A Plant’s Immune System is in the Soil
The $9 billion citrus industry if Florida was bought to its knees by a tiny little bacteria that by 2010 had destroyed most of the state's orange groves. The bacteria, referred to as HLB, causes citrus greening which prevents the fruit from ripening, causes fruit to drop prematurely and can eventually kill the host tree.
Given the size and economic cost of the disaster the proverbial kitchen sink was thrown at finding a solution. Over the years numerous remedies were tried, everything from GMOs to sniffer dogs and antibiotics. Indeed for 3 years in a row - with increased antibiotics resistance becoming such a problem - human grade antibiotics were applied to over 220 000 hectare of oranges, but all of it with no success.
Not surprisingly farmers started to give up on oranges and attempt to stay afloat with other crops. One such farms was Ed James who had already been having problems with citrus weevil and the HLB bacteria was the final straw. He decided he was going to rip out his trees with a digger and plant watermelons and other row crops. But after years of a monocrop of just oranges he had to start with planting cover crops to heal the soil.
Ed James in his recovered orange orchard. Photo Frank Giles
He set about ripping out the tress and ripped until the digger broke. He decided that until the digger was fixed he would to carry on with the rest of his plan and plant the cover crops between the remaining trees. On the advice of University of Florida he planted a diverse cover crop with 5 families of plants represented - cereals, grasses, legumes, brassicas and broadleafs. That way he would have a really diverse system and build a diverse soil microbiology to heal his long neglected soils.
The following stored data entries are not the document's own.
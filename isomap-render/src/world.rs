//! A saved world with its dimensions.

use std::{
    fs,
    io::Read,
    path::{Path, PathBuf},
    sync::Arc,
};

use anyhow::{Context, Result, bail};
use flate2::read::GzDecoder;
use flexstr::SharedStr;
use glam::IVec3;
use isomap_core::NorthDirection;
use log::{debug, info};
use serde::Deserialize;

use crate::{
    RenderError,
    region::{RegionFormat, RegionStore, scan_region_files},
};

/// Name of the file holding the world-level metadata.
pub const LEVEL_FILE_NAME: &str = "level.dat";
/// The only world format version which can be rendered.
pub const DATA_VERSION: i32 = 19132;
/// Directory holding the biome data, if the world has any.
pub const BIOME_DIR_NAME: &str = "biomes";

/// Directories are searched this deep for region files.
const DIMENSION_SEARCH_DEPTH: usize = 2;

#[derive(Deserialize)]
struct LevelDat {
    #[serde(rename = "Data")]
    data: LevelData,
}

#[derive(Deserialize)]
struct LevelData {
    version: Option<i32>,
    #[serde(rename = "SpawnX")]
    spawn_x: i32,
    #[serde(rename = "SpawnY")]
    spawn_y: i32,
    #[serde(rename = "SpawnZ")]
    spawn_z: i32,
    #[serde(rename = "LevelName")]
    level_name: Option<String>,
}

/// A world directory holding one region store per dimension.
pub struct World {
    path: PathBuf,
    name: String,
    spawn: IVec3,
    has_biome_data: bool,
    /// sorted by name
    region_stores: Vec<RegionStore>,
}

impl World {
    /// Opens a world, validates its format version and discovers all of its dimensions.
    ///
    /// # Errors
    ///
    /// Fails if `level.dat` is unreadable or of an unsupported version, or if the directory tree
    /// can't be listed.
    pub fn open(
        path: impl Into<PathBuf>,
        north: NorthDirection,
        format: Arc<dyn RegionFormat>,
    ) -> Result<Self> {
        let path = path.into();
        info!("opening world at {path}", path = path.display());

        let level = read_level_dat(&path.join(LEVEL_FILE_NAME))?;
        if level.version != Some(DATA_VERSION) {
            bail!(RenderError::UnsupportedWorldVersion {
                found: level.version,
                expected: DATA_VERSION,
            });
        }
        let has_biome_data = path.join(BIOME_DIR_NAME).is_dir();

        let mut region_stores = Vec::new();
        for dir in find_dimension_dirs(&path, format.extension())? {
            let name = dimension_name(&path, &dir);
            debug!("found dimension '{name}' in {dir}", dir = dir.display());
            let mut store = RegionStore::open(name, &dir, north, Arc::clone(&format))?;
            store.set_biome_data(has_biome_data);
            region_stores.push(store);
        }
        region_stores.sort_by(|store_a, store_b| store_a.name_str().cmp(store_b.name_str()));

        Ok(Self {
            path,
            name: level.level_name.unwrap_or_else(|| "world".to_owned()),
            spawn: IVec3::new(level.spawn_x, level.spawn_y, level.spawn_z),
            has_biome_data,
            region_stores,
        })
    }

    /// The world's root directory.
    #[must_use]
    pub fn path(&self) -> &Path {
        &self.path
    }

    /// The name stored in `level.dat`, or `world` if none is set.
    #[must_use]
    pub fn name(&self) -> &str {
        &self.name
    }

    /// The default spawn position in world block coordinates.
    #[must_use]
    pub fn spawn_point(&self) -> IVec3 {
        self.spawn
    }

    #[must_use]
    pub fn has_biome_data(&self) -> bool {
        self.has_biome_data
    }

    /// Returns the names of all discovered dimensions in sorted order.
    pub fn dimension_names(&self) -> impl Iterator<Item = &SharedStr> {
        self.region_stores.iter().map(RegionStore::name)
    }

    /// Returns the region store of the named dimension.
    #[must_use]
    pub fn region_store(&self, name: &str) -> Option<&RegionStore> {
        self.region_stores
            .iter()
            .find(|store| store.name_str() == name)
    }
}

fn read_level_dat(path: &Path) -> Result<LevelData> {
    let compressed = fs::read(path).with_context(|| format!("reading {}", path.display()))?;
    let mut bytes = Vec::new();
    GzDecoder::new(compressed.as_slice())
        .read_to_end(&mut bytes)
        .with_context(|| format!("decompressing {}", path.display()))?;
    let level: LevelDat =
        fastnbt::from_bytes(&bytes).with_context(|| format!("decoding {}", path.display()))?;
    Ok(level.data)
}

/// Returns every directory within `root` (including itself) which contains region files.
fn find_dimension_dirs(root: &Path, extension: &str) -> Result<Vec<PathBuf>> {
    let mut found = Vec::new();
    let mut pending = vec![(root.to_owned(), 0)];
    while let Some((dir, depth)) = pending.pop() {
        // region files never live inside the biome data
        if dir.file_name().is_some_and(|name| name == BIOME_DIR_NAME) {
            continue;
        }
        if !scan_region_files(&dir, extension)?.is_empty() {
            found.push(dir.clone());
        }
        if depth == DIMENSION_SEARCH_DEPTH {
            continue;
        }
        for entry in fs::read_dir(&dir)? {
            let entry = entry?;
            if entry.file_type()?.is_dir() {
                pending.push((entry.path(), depth + 1));
            }
        }
    }
    found.sort();
    Ok(found)
}

fn dimension_name(root: &Path, dir: &Path) -> SharedStr {
    let relative = dir.strip_prefix(root).unwrap_or(dir);
    let name = relative
        .components()
        .map(|component| component.as_os_str().to_string_lossy())
        .collect::<Vec<_>>()
        .join("/");
    if name.is_empty() {
        SharedStr::from_borrowed(".")
    } else {
        name.into()
    }
}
Ed had had given up on the oranges and he stopped applying any fertilizers to the orchard. But things began to change, the cover crops gradually bought renewed life back to the orchard. It was while he was tending to his cover crops that he noticed his orange trees were starting to recover, they looked a lot healthier and that season dropped a lot less fruit. Stopping the chemicals and growing the cover crops meant the soil biology was recovering and was able to give his orange trees what they needed to fight the disease. Despite the fact that they were still infected they managed to produce a crop.
Ten years later and Ed is still producing oranges. In his words "A plant's immune system is in the soil. Lots of my trees were sickly, and looked dead, but they're now transformed. Everything I've learned is about soil. Chemical fertilizers leave salts behind and kill soil microorganisms. ... Soil is a microbiome, much like the gut, and different varieties of plants supply different nutrients."
And if that wasn't enough there was a cherry, or should that be an orange, on the top "For years, the weeds managed me. I spent all my time as a caretaker fighting the weeds. Now, it is much more fun as I manage the cover crops."